Carnegie Mellon Pokerbot Extends Hot Streak at Computer Poker Contest

Program Wins Total Bankroll Category in Heads-Up, No-Limit Texas Hold'Em

Tuesday, February 16, 2016 - by Byron Spice

Ph.D. student Noam Brown and Professor Tuomas Sandholm created Baby Tartanian8, which celebrated a strong showing in the heads-up, no-limit Texas Hold'em game in the Annual Computer Poker Competition.

A computer poker program called Baby Tartanian8 continued Carnegie Mellon's hot streak at the Annual Computer Poker Competition, taking first place in the total bankroll category and third place in the bankroll instant run-off category in the Heads-Up, No-Limit Texas Hold'em game.

Tuomas Sandholm, professor of computer science, and Noam Brown, a Ph.D. student in the Computer Science Department, created the pokerbot for the competition. The results were announced Feb. 13 at the Association for the Advancement of Artificial Intelligence meeting in Phoenix. Ten teams competed this year.

In the total bankroll category, the winner is determined by total winnings. In bankroll instant run-off, the pokerbot with the lowest total bankroll is eliminated in each round.

During the last computer poker competition, in July 2014, the CMU team's Tartanian7 won both categories in heads-up, no-limit Texas Hold'em, prompting the School of Computer Science to create a "Brains Vs. Artificial Intelligence" competition that pitted Sandholm's Claudico pokerbot against four of the top 10 human professional heads-up no-limit Texas Hold'em players. That two-week, 80,000-hand contest at Pittsburgh's Rivers Casino ended May 8 with three of the four pros having higher winnings than the pokerbot, but not quite enough to attain statistical significance.

Tartanian8 is a completely new bot whose strategy was created by algorithms from scratch. The algorithms were more advanced than those used to create Tartanian7 and Claudico.

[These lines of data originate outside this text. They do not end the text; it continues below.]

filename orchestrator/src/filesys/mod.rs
//! Filesystem helpers

pub mod dir;
pub mod file;
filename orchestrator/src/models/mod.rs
//! Data models

pub mod analysis;
pub mod blue_green;
pub mod result;
pub mod state;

The CMU team competed with a "baby" version of Tartanian8 that was scaled down significantly to fit within the competition's 200 gigabyte data storage limit. It also could not do sophisticated real-time deliberation because of the competition's processing limit. The original Tartanian8 strategy was computed late last fall by Brown and Sandholm on the Comet supercomputer at the San Diego Supercomputer Center.

Poker has become a major test of artificial intelligence, Sandholm explained, because it is an incomplete information game. Players don't know what cards their opponents hold and all players try to mislead their opponents by bluffing, slow play and other devices.

The same sort of algorithms used to play poker could also be used to create strategies for applications involving cybersecurity, business transactions and medicine—all applications that Sandholm's research group works on. For instance, an AI might help doctors develop sequential treatment plans for a patient, or design drugs that are less prone to resistance. Or, such an AI might help people negotiate their best deal when purchasing a house or a car.